# django-postgre-copy speed tests

By Ben Welsh

This notebook tests the effect of dropping database constraints and indexes prior to loading a large data file.

The official PostgreSQL documentation suggests it lead to significant gains.

We will test this claim by dropping constraints and indexes prior to loading data from the California Civic Data Coalition via the django-postgres-copy wrapper on the database's COPY command.

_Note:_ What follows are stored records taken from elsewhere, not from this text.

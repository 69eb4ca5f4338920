//! Generic entity model consumed by the remote-control host.

use std::collections::BTreeMap;
use std::fmt;
use std::str::FromStr;

use serde::{Deserialize, Serialize};

use crate::ProtocolError;
use crate::convert::{is_cover_open, native_to_external};
use crate::model::{DeviceKind, DeviceRecord};

/// Host-side entity type.
#[derive(Debug, Clone, Copy, PartialEq, Eq, Hash, Serialize, Deserialize)]
#[serde(rename_all = "lowercase")]
pub enum EntityKind {
    Light,
    Switch,
    Cover,
    /// A hub scene, exposed as a push button.
    Button,
}

impl EntityKind {
    pub fn as_str(self) -> &'static str {
        match self {
            EntityKind::Light => "light",
            EntityKind::Switch => "switch",
            EntityKind::Cover => "cover",
            EntityKind::Button => "button",
        }
    }
}

impl From<DeviceKind> for EntityKind {
    fn from(kind: DeviceKind) -> Self {
        match kind {
            DeviceKind::Light => EntityKind::Light,
            DeviceKind::Switch => EntityKind::Switch,
            DeviceKind::Cover => EntityKind::Cover,
        }
    }
}

impl FromStr for EntityKind {
    type Err = ProtocolError;

    fn from_str(s: &str) -> Result<Self, Self::Err> {
        match s {
            "light" => Ok(EntityKind::Light),
            "switch" => Ok(EntityKind::Switch),
            "cover" => Ok(EntityKind::Cover),
            "button" => Ok(EntityKind::Button),
            other => Err(ProtocolError::UnknownEntityKind(other.to_string())),
        }
    }
}

impl fmt::Display for EntityKind {
    fn fmt(&self, f: &mut fmt::Formatter<'_>) -> fmt::Result {
        f.write_str(self.as_str())
    }
}

/// Reference to one host entity: `<kind>.<hub_id>.<object_id>`.
#[derive(Debug, Clone, PartialEq, Eq, Hash, Serialize, Deserialize)]
#[serde(rename_all = "camelCase")]
pub struct EntityRef {
    pub hub_id: String,
    pub kind: EntityKind,
    /// Device id or scene id on the hub.
    pub object_id: String,
}

impl EntityRef {
    /// Entity for a mirrored device.
    pub fn device(hub_id: &str, record: &DeviceRecord) -> Self {
        Self {
            hub_id: hub_id.to_string(),
            kind: record.kind.into(),
            object_id: record.device_id.clone(),
        }
    }

    /// Entity for a hub scene.
    pub fn scene(hub_id: &str, scene_id: &str) -> Self {
        Self {
            hub_id: hub_id.to_string(),
            kind: EntityKind::Button,
            object_id: scene_id.to_string(),
        }
    }

    /// Returns the host entity id.
    pub fn entity_id(&self) -> String {
        format!("{}.{}.{}", self.kind, self.hub_id, self.object_id)
    }

    /// Parses a host entity id produced by [`entity_id`](Self::entity_id).
    ///
    /// The hub id must not contain dots; the object id may.
    pub fn parse(entity_id: &str) -> Result<Self, ProtocolError> {
        let invalid = || ProtocolError::InvalidEntityId(entity_id.to_string());
        let (kind, rest) = entity_id.split_once('.').ok_or_else(invalid)?;
        let (hub_id, object_id) = rest.split_once('.').ok_or_else(invalid)?;
        if hub_id.is_empty() || object_id.is_empty() {
            return Err(invalid());
        }
        Ok(Self {
            hub_id: hub_id.to_string(),
            kind: kind.parse()?,
            object_id: object_id.to_string(),
        })
    }
}

impl fmt::Display for EntityRef {
    fn fmt(&self, f: &mut fmt::Formatter<'_>) -> fmt::Result {
        write!(f, "{}.{}.{}", self.kind, self.hub_id, self.object_id)
    }
}

/// Entity state as shown by the host.
#[derive(Debug, Clone, Copy, PartialEq, Eq, Hash, Serialize, Deserialize)]
#[serde(rename_all = "SCREAMING_SNAKE_CASE")]
pub enum EntityState {
    On,
    Off,
    Open,
    Closed,
    Unavailable,
}

/// Name of one entity attribute.
#[derive(Debug, Clone, Copy, PartialEq, Eq, Hash, PartialOrd, Ord, Serialize, Deserialize)]
#[serde(rename_all = "lowercase")]
pub enum AttributeName {
    State,
    Brightness,
    Position,
}

/// New value of one entity attribute.
#[derive(Debug, Clone, Copy, PartialEq, Eq, Serialize, Deserialize)]
#[serde(untagged)]
pub enum AttributeValue {
    State(EntityState),
    Level(u8),
}

/// Attributes that changed on one entity. Produced by the device mirror,
/// consumed once by event listeners.
#[derive(Debug, Clone, PartialEq, Eq, Serialize, Deserialize)]
pub struct AttributeDelta {
    pub entity: EntityRef,
    pub changes: BTreeMap<AttributeName, AttributeValue>,
}

impl AttributeDelta {
    pub fn new(entity: EntityRef) -> Self {
        Self {
            entity,
            changes: BTreeMap::new(),
        }
    }

    /// Adds or replaces one changed attribute.
    pub fn with(mut self, name: AttributeName, value: AttributeValue) -> Self {
        self.changes.insert(name, value);
        self
    }

    pub fn is_empty(&self) -> bool {
        self.changes.is_empty()
    }

    /// Returns the new state, if it changed.
    pub fn state(&self) -> Option<EntityState> {
        match self.changes.get(&AttributeName::State) {
            Some(AttributeValue::State(s)) => Some(*s),
            _ => None,
        }
    }

    /// Returns a new numeric attribute value, if it changed.
    pub fn level(&self, name: AttributeName) -> Option<u8> {
        match self.changes.get(&name) {
            Some(AttributeValue::Level(v)) => Some(*v),
            _ => None,
        }
    }
}

/// Attributes derived from a device's native level.
#[derive(Debug, Clone, Copy, PartialEq, Eq, Serialize, Deserialize)]
pub struct DerivedAttributes {
    pub state: EntityState,
    /// External 0-255 brightness (lights only).
    #[serde(default, skip_serializing_if = "Option::is_none")]
    pub brightness: Option<u8>,
    /// Native 0-100 position (covers only).
    #[serde(default, skip_serializing_if = "Option::is_none")]
    pub position: Option<u8>,
}

impl DerivedAttributes {
    /// Derives host attributes from a device record.
    pub fn from_record(record: &DeviceRecord) -> Self {
        let level = record.raw_level;
        match record.kind {
            DeviceKind::Light => Self {
                state: on_off(level),
                brightness: Some(native_to_external(level)),
                position: None,
            },
            DeviceKind::Switch => Self {
                state: on_off(level),
                brightness: None,
                position: None,
            },
            DeviceKind::Cover => Self {
                state: if is_cover_open(level) {
                    EntityState::Open
                } else {
                    EntityState::Closed
                },
                brightness: None,
                position: Some(level.min(crate::NATIVE_MAX)),
            },
        }
    }

    /// Same attributes with the state replaced by UNAVAILABLE.
    /// Numeric values are kept for last-known-value display.
    pub fn unavailable(self) -> Self {
        Self {
            state: EntityState::Unavailable,
            ..self
        }
    }

    pub fn is_on(&self) -> bool {
        self.state == EntityState::On
    }

    /// Every attribute as a change set.
    pub fn changes(&self) -> BTreeMap<AttributeName, AttributeValue> {
        self.diff(None)
    }

    /// Attributes that differ from `previous` (all of them if `None`).
    pub fn diff(
        &self,
        previous: Option<&DerivedAttributes>,
    ) -> BTreeMap<AttributeName, AttributeValue> {
        let mut changes = BTreeMap::new();
        if previous.map(|p| p.state) != Some(self.state) {
            changes.insert(AttributeName::State, AttributeValue::State(self.state));
        }
        if let Some(b) = self.brightness
            && previous.and_then(|p| p.brightness) != Some(b)
        {
            changes.insert(AttributeName::Brightness, AttributeValue::Level(b));
        }
        if let Some(pos) = self.position
            && previous.and_then(|p| p.position) != Some(pos)
        {
            changes.insert(AttributeName::Position, AttributeValue::Level(pos));
        }
        changes
    }
}

fn on_off(level: u8) -> EntityState {
    if level > 0 {
        EntityState::On
    } else {
        EntityState::Off
    }
}
//! Session watchdog: periodic login checks while connected.

use tokio_util::sync::CancellationToken;
use tracing::{debug, trace};

use crate::reconnection::{HubContext, lose_connection};

/// Asks the session whether it is still logged in every watchdog interval.
///
/// A `false` answer (or a failed check) moves the hub to Error and starts
/// a retry loop.
pub(crate) async fn watchdog(ctx: HubContext, generation: u64, cancel: CancellationToken) {
    let mut interval = tokio::time::interval(ctx.config.watchdog_interval());
    interval.tick().await; // Skip immediate first tick.

    loop {
        tokio::select! {
            _ = cancel.cancelled() => break,
            _ = interval.tick() => {
                let reason = match ctx.session.is_logged_in().await {
                    Ok(true) => {
                        trace!(hub = %ctx.hub_id(), "session alive");
                        continue;
                    }
                    Ok(false) => "session logged out".to_string(),
                    Err(e) => format!("session check failed: {e}"),
                };
                if cancel.is_cancelled() {
                    break;
                }
                debug!(hub = %ctx.hub_id(), reason = %reason, "watchdog tripped");
                lose_connection(&ctx, generation, reason).await;
                break;
            }
        }
    }
}
//! Public types for the hub bridge.

use std::fmt;

use serde::{Deserialize, Serialize};
use sha2::{Digest, Sha256};

/// Connection state of one hub supervisor.
#[derive(Debug, Clone, Copy, PartialEq, Eq, Default, Serialize, Deserialize)]
#[serde(rename_all = "lowercase")]
pub enum ConnectionState {
    /// No session and no retry pending.
    #[default]
    Disconnected,
    /// Session connect in progress.
    Connecting,
    /// Logged in; the mirror is live.
    Connected,
    /// Last connect failed or the session dropped. A retry may be pending.
    Error,
}

impl ConnectionState {
    /// Connected or on its way there.
    pub fn is_active(self) -> bool {
        matches!(self, ConnectionState::Connecting | ConnectionState::Connected)
    }
}

impl fmt::Display for ConnectionState {
    fn fmt(&self, f: &mut fmt::Formatter<'_>) -> fmt::Result {
        let s = match self {
            ConnectionState::Disconnected => "disconnected",
            ConnectionState::Connecting => "connecting",
            ConnectionState::Connected => "connected",
            ConnectionState::Error => "error",
        };
        f.write_str(s)
    }
}

/// TLS material issued to this bridge when it paired with a hub.
#[derive(Clone, PartialEq, Eq)]
pub struct HubCredentials {
    pub private_key: Vec<u8>,
    pub certificate: Vec<u8>,
    pub ca_certificate: Vec<u8>,
}

impl HubCredentials {
    /// Checks that every blob is present and PEM-shaped.
    ///
    /// Returns the name of the first bad blob.
    pub fn validate(&self) -> Result<(), &'static str> {
        for (name, blob) in [
            ("private key", &self.private_key),
            ("certificate", &self.certificate),
            ("CA certificate", &self.ca_certificate),
        ] {
            if !looks_like_pem(blob) {
                return Err(name);
            }
        }
        Ok(())
    }

    /// Short SHA-256 fingerprint of the client certificate, for logs.
    pub fn fingerprint(&self) -> String {
        let digest = Sha256::digest(&self.certificate);
        hex::encode(&digest[..8])
    }
}

// Key material never goes to logs.
impl fmt::Debug for HubCredentials {
    fn fmt(&self, f: &mut fmt::Formatter<'_>) -> fmt::Result {
        f.debug_struct("HubCredentials")
            .field("fingerprint", &self.fingerprint())
            .finish_non_exhaustive()
    }
}

fn looks_like_pem(blob: &[u8]) -> bool {
    let text = String::from_utf8_lossy(blob);
    text.trim_start().starts_with("-----BEGIN")
}

/// A paired hub. Immutable once paired.
#[derive(Debug, Clone, PartialEq, Eq)]
pub struct HubIdentity {
    /// Stable unique id (the hub serial).
    pub identifier: String,
    pub address: String,
    pub name: String,
    pub model: Option<String>,
    pub credentials: Option<HubCredentials>,
}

### Connect California Civic Data Coalition Django project

Import Python tools

In [1]:
import os
import sys

In [2]:
import warnings
warnings.simplefilter("ignore")

Add the Django settings module to the environment.

In [3]:
sys.path.insert(0, '/home/palewire/.virtualenvs//django-calaccess-raw-data/src/')
sys.path.insert(0, '/home/palewire/.virtualenvs//django-calaccess-raw-data/lib/python2.7/')
sys.path.insert(0, '/home/palewire/.virtualenvs//django-calaccess-raw-data/lib/python2.7/site-packages/')
sys.path.insert(0, '/home/palewire/Code/django-calaccess-raw-data/')
sys.path.insert(0, '/home/palewire/Code/django-calaccess-raw-data/example/')
sys.path.insert(0, '/home/palewire/Code/django-postgres-copy/')
os.environ.setdefault("DJANGO_SETTINGS_MODULE", "settings")

'settings'

Verify we have the correct version of django-postgres-copy

In [4]:
import postgres_copy

In [5]:
postgres_copy.__version__

'2.0.0'

Boot the Django project

In [6]:
%%capture
import django
django.setup()

### Speed tests

Import database models

In [7]:
from calaccess_raw import models 

Verify we can query a table and time results

In [9]:
%timeit -n 5 models.CvrRegistrationCd.objects.count()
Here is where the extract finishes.